GIVEN INFORMATION >>
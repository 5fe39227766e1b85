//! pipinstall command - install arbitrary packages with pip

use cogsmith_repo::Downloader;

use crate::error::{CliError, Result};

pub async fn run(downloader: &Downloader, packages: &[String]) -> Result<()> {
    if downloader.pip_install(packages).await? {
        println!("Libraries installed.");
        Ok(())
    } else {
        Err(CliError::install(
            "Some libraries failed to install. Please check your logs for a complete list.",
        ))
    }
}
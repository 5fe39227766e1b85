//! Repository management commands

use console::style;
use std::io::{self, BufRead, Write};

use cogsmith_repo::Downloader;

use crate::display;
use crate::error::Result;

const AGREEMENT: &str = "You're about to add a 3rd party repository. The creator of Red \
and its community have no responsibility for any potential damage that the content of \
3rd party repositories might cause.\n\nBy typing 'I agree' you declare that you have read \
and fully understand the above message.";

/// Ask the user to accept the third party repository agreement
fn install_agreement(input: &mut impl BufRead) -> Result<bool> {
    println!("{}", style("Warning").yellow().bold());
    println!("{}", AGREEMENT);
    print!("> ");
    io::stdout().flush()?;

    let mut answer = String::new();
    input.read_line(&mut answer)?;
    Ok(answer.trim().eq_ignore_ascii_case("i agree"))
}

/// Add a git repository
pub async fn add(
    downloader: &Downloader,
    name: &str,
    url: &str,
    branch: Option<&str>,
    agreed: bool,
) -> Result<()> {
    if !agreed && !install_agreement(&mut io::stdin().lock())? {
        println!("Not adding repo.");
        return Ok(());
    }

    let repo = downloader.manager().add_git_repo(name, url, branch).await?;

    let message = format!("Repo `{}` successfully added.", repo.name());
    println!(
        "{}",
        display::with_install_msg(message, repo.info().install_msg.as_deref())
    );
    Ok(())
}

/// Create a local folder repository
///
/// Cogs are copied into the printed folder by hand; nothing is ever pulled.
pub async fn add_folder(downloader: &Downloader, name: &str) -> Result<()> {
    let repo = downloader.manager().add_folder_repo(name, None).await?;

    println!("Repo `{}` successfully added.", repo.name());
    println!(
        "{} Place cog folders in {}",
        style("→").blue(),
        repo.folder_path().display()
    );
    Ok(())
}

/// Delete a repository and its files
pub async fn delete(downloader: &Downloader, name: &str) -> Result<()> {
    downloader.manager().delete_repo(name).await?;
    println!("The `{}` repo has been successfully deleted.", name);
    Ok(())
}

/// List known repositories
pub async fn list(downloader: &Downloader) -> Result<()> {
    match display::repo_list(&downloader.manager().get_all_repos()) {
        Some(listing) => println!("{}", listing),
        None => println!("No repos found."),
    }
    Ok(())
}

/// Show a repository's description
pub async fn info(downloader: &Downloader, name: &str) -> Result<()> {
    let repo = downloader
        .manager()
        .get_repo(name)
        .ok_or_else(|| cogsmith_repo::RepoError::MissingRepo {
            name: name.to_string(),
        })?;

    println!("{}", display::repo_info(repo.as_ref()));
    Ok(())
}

==

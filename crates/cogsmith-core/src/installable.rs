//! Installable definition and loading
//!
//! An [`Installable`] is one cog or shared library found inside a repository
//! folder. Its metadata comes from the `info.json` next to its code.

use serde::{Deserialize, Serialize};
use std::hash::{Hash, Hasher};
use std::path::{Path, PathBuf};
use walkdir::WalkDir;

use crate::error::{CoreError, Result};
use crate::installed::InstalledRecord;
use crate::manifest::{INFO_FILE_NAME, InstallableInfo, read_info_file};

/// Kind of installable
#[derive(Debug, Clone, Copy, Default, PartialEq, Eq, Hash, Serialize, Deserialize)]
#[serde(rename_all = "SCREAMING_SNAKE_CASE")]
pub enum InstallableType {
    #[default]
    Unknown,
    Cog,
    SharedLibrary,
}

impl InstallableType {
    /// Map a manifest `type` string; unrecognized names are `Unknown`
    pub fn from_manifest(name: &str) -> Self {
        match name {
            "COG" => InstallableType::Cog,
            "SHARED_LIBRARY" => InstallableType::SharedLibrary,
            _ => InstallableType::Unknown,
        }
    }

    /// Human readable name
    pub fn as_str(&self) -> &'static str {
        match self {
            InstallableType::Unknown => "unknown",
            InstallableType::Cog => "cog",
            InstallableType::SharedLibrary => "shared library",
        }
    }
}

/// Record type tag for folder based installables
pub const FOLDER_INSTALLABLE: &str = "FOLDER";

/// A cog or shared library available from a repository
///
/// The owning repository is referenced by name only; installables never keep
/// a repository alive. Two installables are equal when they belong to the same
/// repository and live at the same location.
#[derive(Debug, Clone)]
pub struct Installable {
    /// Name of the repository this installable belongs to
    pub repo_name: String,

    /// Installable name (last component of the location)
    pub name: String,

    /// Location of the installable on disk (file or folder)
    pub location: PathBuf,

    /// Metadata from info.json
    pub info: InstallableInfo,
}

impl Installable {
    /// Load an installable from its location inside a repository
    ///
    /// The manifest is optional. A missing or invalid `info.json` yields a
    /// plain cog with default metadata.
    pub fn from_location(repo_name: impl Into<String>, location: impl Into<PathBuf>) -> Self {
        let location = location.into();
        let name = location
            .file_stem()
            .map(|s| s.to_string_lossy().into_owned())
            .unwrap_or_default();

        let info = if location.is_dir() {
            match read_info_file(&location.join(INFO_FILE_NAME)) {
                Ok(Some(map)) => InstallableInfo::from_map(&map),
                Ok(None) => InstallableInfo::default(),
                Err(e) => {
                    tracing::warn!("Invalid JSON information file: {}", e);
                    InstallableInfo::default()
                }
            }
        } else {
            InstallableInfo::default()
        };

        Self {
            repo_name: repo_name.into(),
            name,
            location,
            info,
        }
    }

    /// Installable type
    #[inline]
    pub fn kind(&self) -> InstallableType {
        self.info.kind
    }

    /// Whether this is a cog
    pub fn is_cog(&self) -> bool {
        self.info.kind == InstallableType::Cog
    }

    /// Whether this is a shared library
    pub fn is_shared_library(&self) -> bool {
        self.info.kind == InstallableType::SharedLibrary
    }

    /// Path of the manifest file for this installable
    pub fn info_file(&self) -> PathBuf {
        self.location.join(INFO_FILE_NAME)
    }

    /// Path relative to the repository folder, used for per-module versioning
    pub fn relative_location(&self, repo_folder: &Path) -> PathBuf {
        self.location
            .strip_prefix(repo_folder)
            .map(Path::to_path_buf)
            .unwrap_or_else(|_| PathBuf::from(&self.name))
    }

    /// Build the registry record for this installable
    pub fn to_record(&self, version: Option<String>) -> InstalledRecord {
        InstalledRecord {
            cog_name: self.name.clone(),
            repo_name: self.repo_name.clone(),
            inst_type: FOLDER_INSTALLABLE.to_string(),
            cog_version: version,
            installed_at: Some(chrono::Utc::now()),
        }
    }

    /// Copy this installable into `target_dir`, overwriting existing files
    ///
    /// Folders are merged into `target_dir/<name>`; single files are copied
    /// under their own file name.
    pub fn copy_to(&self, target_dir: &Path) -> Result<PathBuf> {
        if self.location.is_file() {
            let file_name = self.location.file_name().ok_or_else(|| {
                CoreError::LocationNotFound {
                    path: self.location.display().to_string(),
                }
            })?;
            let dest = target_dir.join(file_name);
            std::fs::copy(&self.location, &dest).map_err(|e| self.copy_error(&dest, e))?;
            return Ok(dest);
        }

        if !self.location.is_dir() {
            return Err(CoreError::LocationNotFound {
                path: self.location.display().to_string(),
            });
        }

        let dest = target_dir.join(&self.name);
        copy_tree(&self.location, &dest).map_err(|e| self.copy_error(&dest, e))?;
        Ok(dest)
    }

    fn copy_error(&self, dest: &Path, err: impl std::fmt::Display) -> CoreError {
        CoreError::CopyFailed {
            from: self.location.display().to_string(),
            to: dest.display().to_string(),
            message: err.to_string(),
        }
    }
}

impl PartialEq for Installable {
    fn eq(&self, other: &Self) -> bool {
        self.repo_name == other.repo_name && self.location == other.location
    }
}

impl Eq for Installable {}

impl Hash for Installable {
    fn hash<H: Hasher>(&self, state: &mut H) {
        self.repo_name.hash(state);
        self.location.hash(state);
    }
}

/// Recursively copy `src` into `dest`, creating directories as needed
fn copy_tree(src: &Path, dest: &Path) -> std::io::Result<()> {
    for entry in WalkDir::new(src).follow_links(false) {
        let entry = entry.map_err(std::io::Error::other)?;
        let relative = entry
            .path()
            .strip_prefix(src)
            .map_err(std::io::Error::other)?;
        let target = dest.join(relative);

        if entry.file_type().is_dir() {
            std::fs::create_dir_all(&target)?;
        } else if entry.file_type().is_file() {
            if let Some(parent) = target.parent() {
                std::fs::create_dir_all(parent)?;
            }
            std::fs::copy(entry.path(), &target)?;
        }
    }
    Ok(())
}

INSTRUCTIONS TO FOLLOW >> Copy out, from the listing above, every line that contains the word "const".

WRITTEN SOLUTION >>
const AGREEMENT: &str = "You're about to add a 3rd party repository. The creator of Red \
pub const FOLDER_INSTALLABLE: &str = "FOLDER";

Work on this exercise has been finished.